Et Paul tournait le dos pour remonter dans son tracteur, qui
s'éloignait - oh ! que cette image lui faisait mal ! - et elle
qui passait en voiture devant la ferme, sans s'arrêter, pour ne
pas rater son train, parce que ce n'était pas grave, qu'ils
auraient le temps, tout leur temps plus tard pour se parler
encore...
Luc écoutait Christine patiemment, avec
attention. mais quand il la voyait se faire mal à revoir et
revoir encore ces images, il intervenait :
- Christine,tous les gens qui ont approché un suicidé avant sa
mort ont de ces pensées. Tous se disent : " Ah ! si j'avais
téléphoné... Si j'étais passé le voir... Si je n'avais pas
ajourné ce rendez-vous... Si j'avais compris quel appel de
détresse il y avait dans ses propos..." On se sent
coupable, on n'y échappe pas. Mais je t'assure que tu n'es
coupable en rien. Son désespoir était peut-être si profond que
rien n'aurait pu le retenir, pas même une belle amitié.

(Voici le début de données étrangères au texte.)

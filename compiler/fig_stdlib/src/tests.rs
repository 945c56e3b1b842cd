#![allow(clippy::unwrap_used, clippy::expect_used, reason = "Tests can panic")]

use std::collections::BTreeMap;

use pretty_assertions::assert_eq;

use fig_ir::{unwrap, Environment, Primitive, Value};

use super::*;

fn stdlib() -> Environment {
    standard_library(silent_handler())
}

fn call(env: &Environment, name: &str, args: &[Primitive]) -> Result<Value, String> {
    let function = env
        .get(name)
        .and_then(Value::as_function)
        .unwrap_or_else(|| panic!("{name} should be a builtin"));
    function
        .call_native(args)
        .map_err(|err| err.message().to_string())
}

fn ok(name: &str, args: &[Primitive]) -> Primitive {
    unwrap(&call(&stdlib(), name, args).unwrap())
}

fn err(name: &str, args: &[Primitive]) -> String {
    call(&stdlib(), name, args).unwrap_err()
}

fn int(n: i64) -> Primitive {
    Primitive::Int(n)
}

fn float(x: f64) -> Primitive {
    Primitive::Float(x)
}

fn s(text: &str) -> Primitive {
    Primitive::Str(text.to_string())
}

fn list(items: Vec<Primitive>) -> Primitive {
    Primitive::List(items)
}

fn map(pairs: &[(&str, Primitive)]) -> Primitive {
    Primitive::Map(
        pairs
            .iter()
            .map(|(key, value)| ((*key).to_string(), value.clone()))
            .collect(),
    )
}

// === Registration ===

#[test]
fn constants_are_registered() {
    let env = stdlib();
    assert_eq!(env.get("true"), Some(&Value::bool(true)));
    assert_eq!(env.get("false"), Some(&Value::bool(false)));
    assert_eq!(env.get("pi"), Some(&Value::float(std::f64::consts::PI)));
    for name in CONSTANT_NAMES {
        assert!(is_constant(name));
    }
    assert!(!is_constant("print"));
}

#[test]
fn every_builtin_is_a_named_native() {
    let env = stdlib();
    let builtins = [
        "+", "-", "*", "/", "%", ">", "<", ">=", "<=", "not", "zero?", "and", "or", "=",
        "concat", "substr", "index", "length", "upcase", "downcase", "split", "at", "list",
        "first", "tail", "append", "size", "mapping", "assoc", "get", "keys", "print", "env",
        "ignored",
    ];
    for name in builtins {
        let function = env.get(name).and_then(Value::as_function).unwrap();
        assert!(function.is_callable(), "{name} should be native");
        assert_eq!(function.name().as_str(), name);
    }
    assert_eq!(env.len(), builtins.len() + CONSTANT_NAMES.len());
}

// === Math ===

#[test]
fn integer_arithmetic() {
    assert_eq!(ok("+", &[int(1), int(2), int(3)]), int(6));
    assert_eq!(ok("-", &[int(10), int(3), int(2)]), int(5));
    assert_eq!(ok("*", &[int(5), int(5)]), int(25));
    assert_eq!(ok("/", &[int(7), int(2)]), int(3));
    assert_eq!(ok("/", &[int(-7), int(2)]), int(-3));
    assert_eq!(ok("%", &[int(7), int(3)]), int(1));
}

#[test]
fn any_float_makes_a_float() {
    assert_eq!(ok("+", &[int(1), float(0.5)]), float(1.5));
    assert_eq!(ok("*", &[float(2.0), int(3)]), float(6.0));
    assert_eq!(ok("/", &[int(7), float(2.0)]), float(3.5));
    assert_eq!(ok("-", &[float(1.0), int(1)]), float(0.0));
}

#[test]
fn arithmetic_errors() {
    assert_eq!(
        err("+", &[int(1)]),
        "+ expects at least 2 arguments, got 1"
    );
    assert_eq!(err("+", &[int(1), s("x")]), "+: expected number, got string");
    assert_eq!(err("/", &[int(1), int(0)]), "cannot divide by zero");
    assert_eq!(err("/", &[int(1), float(0.0)]), "cannot divide by zero");
    assert_eq!(
        err("%", &[int(1), int(0)]),
        "cannot take a remainder modulo zero"
    );
    assert_eq!(err("%", &[int(5), float(2.0)]), "%: expected integer, got float");
    assert_eq!(
        err("*", &[int(i64::MAX), int(2)]),
        "integer overflow in *"
    );
}

#[test]
fn comparisons_use_both_operands() {
    assert_eq!(ok(">", &[int(3), int(2)]), Primitive::Bool(true));
    assert_eq!(ok(">", &[int(2), int(3)]), Primitive::Bool(false));
    assert_eq!(ok("<", &[int(2), int(3)]), Primitive::Bool(true));
    assert_eq!(ok("<", &[int(3), int(3)]), Primitive::Bool(false));
    assert_eq!(ok(">=", &[int(3), int(3)]), Primitive::Bool(true));
    assert_eq!(ok(">=", &[int(2), int(3)]), Primitive::Bool(false));
    assert_eq!(ok("<=", &[float(2.5), int(3)]), Primitive::Bool(true));
    assert_eq!(ok("<=", &[int(4), float(3.5)]), Primitive::Bool(false));
}

#[test]
fn comparisons_take_exactly_two_numbers() {
    assert_eq!(
        err(">", &[int(1), int(2), int(3)]),
        "> expects exactly 2 arguments, got 3"
    );
    assert_eq!(err("<", &[s("a"), int(2)]), "<: expected number, got string");
}

// === Booleans ===

#[test]
fn boolean_logic() {
    let t = Primitive::Bool(true);
    let f = Primitive::Bool(false);
    assert_eq!(ok("not", &[t.clone()]), f.clone());
    assert_eq!(ok("and", &[t.clone(), t.clone(), f.clone()]), f.clone());
    assert_eq!(ok("and", &[t.clone(), t.clone()]), t.clone());
    assert_eq!(ok("or", &[f.clone(), f.clone(), t.clone()]), t.clone());
    assert_eq!(ok("or", &[f.clone(), f.clone()]), f.clone());
    assert_eq!(ok("zero?", &[int(0)]), t.clone());
    assert_eq!(ok("zero?", &[float(0.1)]), f);
    assert_eq!(err("not", &[int(1)]), "not: expected boolean, got integer");
    assert_eq!(
        err("and", &[Primitive::Bool(false), int(1)]),
        "and: expected boolean, got integer"
    );
    assert_eq!(err("not", &[]), "not expects exactly 1 argument, got 0");
}

#[test]
fn equality() {
    assert_eq!(ok("=", &[int(2), int(2), int(2)]), Primitive::Bool(true));
    assert_eq!(ok("=", &[s("a"), s("b")]), Primitive::Bool(false));
    assert_eq!(ok("=", &[int(1), float(1.0)]), Primitive::Bool(false));
    assert_eq!(
        ok("=", &[list(vec![int(1)]), list(vec![int(1)])]),
        Primitive::Bool(true)
    );
}

// === Strings ===

#[test]
fn string_builtins() {
    assert_eq!(ok("concat", &[s("con"), s("cat"), s("!")]), s("concat!"));
    assert_eq!(ok("substr", &[s("hello"), int(1), int(3)]), s("el"));
    assert_eq!(ok("substr", &[s("héllo"), int(1), int(2)]), s("é"));
    assert_eq!(ok("index", &[s("hello"), s("ll")]), int(2));
    assert_eq!(ok("index", &[s("hello"), s("z")]), int(-1));
    assert_eq!(ok("length", &[s("héllo")]), int(5));
    assert_eq!(ok("upcase", &[s("Fig")]), s("FIG"));
    assert_eq!(ok("downcase", &[s("Fig")]), s("fig"));
    assert_eq!(
        ok("split", &[s("a,b,,c"), s(",")]),
        list(vec![s("a"), s("b"), s(""), s("c")])
    );
    assert_eq!(ok("at", &[s("fig"), int(2)]), s("g"));
}

#[test]
fn string_bounds_are_checked() {
    assert_eq!(
        err("substr", &[s("abc"), int(-1), int(2)]),
        "substr: cannot start a substring at a negative index"
    );
    assert_eq!(
        err("substr", &[s("abc"), int(0), int(4)]),
        "substr: cannot end a substring past the end of the string"
    );
    assert_eq!(
        err("substr", &[s("abc"), int(2), int(1)]),
        "substr: start 2 is after end 1"
    );
    assert_eq!(
        err("at", &[s("abc"), int(3)]),
        "at: index 3 is out of range for \"abc\""
    );
    assert_eq!(
        err("at", &[s("abc"), int(-1)]),
        "at: index -1 is out of range for \"abc\""
    );
    assert_eq!(err("concat", &[s("a"), int(1)]), "concat: expected string, got integer");
}

// === Lists ===

#[test]
fn list_builtins() {
    let items = list(vec![int(1), int(2), int(3)]);
    assert_eq!(ok("list", &[int(1), int(2), int(3)]), items);
    assert_eq!(ok("list", &[]), list(vec![]));
    assert_eq!(ok("first", &[items.clone()]), int(1));
    assert_eq!(ok("tail", &[items.clone()]), list(vec![int(2), int(3)]));
    assert_eq!(ok("tail", &[list(vec![int(1)])]), list(vec![]));
    assert_eq!(
        ok("append", &[items.clone(), int(4), int(5)]),
        list(vec![int(1), int(2), int(3), int(4), int(5)])
    );
    assert_eq!(ok("size", &[items]), int(3));
}

#[test]
fn list_errors() {
    assert_eq!(
        err("first", &[list(vec![])]),
        "first expects a list with at least one value"
    );
    assert_eq!(
        err("tail", &[list(vec![])]),
        "tail expects a list with at least one value"
    );
    assert_eq!(err("size", &[s("abc")]), "size: expected list, got string");
    assert_eq!(
        err("list", &[int(1), Primitive::Nil]),
        "cannot wrap a nil as a Fig value"
    );
}

// === Maps ===

#[test]
fn map_builtins() {
    let m = ok("mapping", &[s("b"), int(2), s("a"), int(1)]);
    assert_eq!(m, map(&[("a", int(1)), ("b", int(2))]));
    assert_eq!(ok("mapping", &[]), Primitive::Map(BTreeMap::new()));
    assert_eq!(
        ok("assoc", &[m.clone(), s("c"), int(3), s("a"), int(10)]),
        map(&[("a", int(10)), ("b", int(2)), ("c", int(3))])
    );
    assert_eq!(ok("get", &[m.clone(), s("b")]), int(2));
    assert_eq!(ok("keys", &[m]), list(vec![s("a"), s("b")]));
}

#[test]
fn map_errors() {
    assert_eq!(
        err("mapping", &[s("a")]),
        "mapping expects keys and values in pairs"
    );
    assert_eq!(err("mapping", &[int(1), int(2)]), "mapping: expected string, got integer");
    assert_eq!(
        err("assoc", &[map(&[]), s("a")]),
        "assoc expects at least 3 arguments, got 2"
    );
    assert_eq!(
        err("get", &[map(&[("a", int(1))]), s("z")]),
        "get: key \"z\" not found in map"
    );
    assert_eq!(err("keys", &[list(vec![])]), "keys: expected map, got list");
}

// === I/O ===

#[test]
fn print_writes_through_the_handler() {
    let handler = buffer_handler();
    let env = standard_library(handler.clone());
    let result = call(&env, "print", &[s("x ="), int(5), list(vec![int(1), s("a")])]).unwrap();
    assert!(result.is_unassigned());
    assert_eq!(handler.get_output(), "x = 5 [1 a]\n");
}

#[test]
fn env_reads_process_variables() {
    assert_eq!(
        ok("env", &[s("FIG_STDLIB_TEST_SURELY_UNSET_VARIABLE")]),
        s("")
    );
    if let Ok(path) = std::env::var("PATH") {
        assert_eq!(ok("env", &[s("PATH")]), s(&path));
    }
    assert_eq!(err("env", &[int(1)]), "env: expected string, got integer");
}

#[test]
fn ignored_flags_the_value() {
    let value = call(&stdlib(), "ignored", &[int(3)]).unwrap();
    assert!(value.is_ignored());
    assert_eq!(value.as_int(), Some(3));
    assert_eq!(
        err("ignored", &[Primitive::Nil]),
        "cannot wrap a nil as a Fig value"
    );
}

Christine l'écoutait, tentait de chasser les souvenirs, le
remords. mais quand elle parvenait à détourner ses pensées de
la culpabilité, le regret, un regret déchirant prenait la
relève - non seulement le regret de l'ami qu'elle n'avait pas
eu, mais un regret pour lui, Paul, pour ce qu'il avait été.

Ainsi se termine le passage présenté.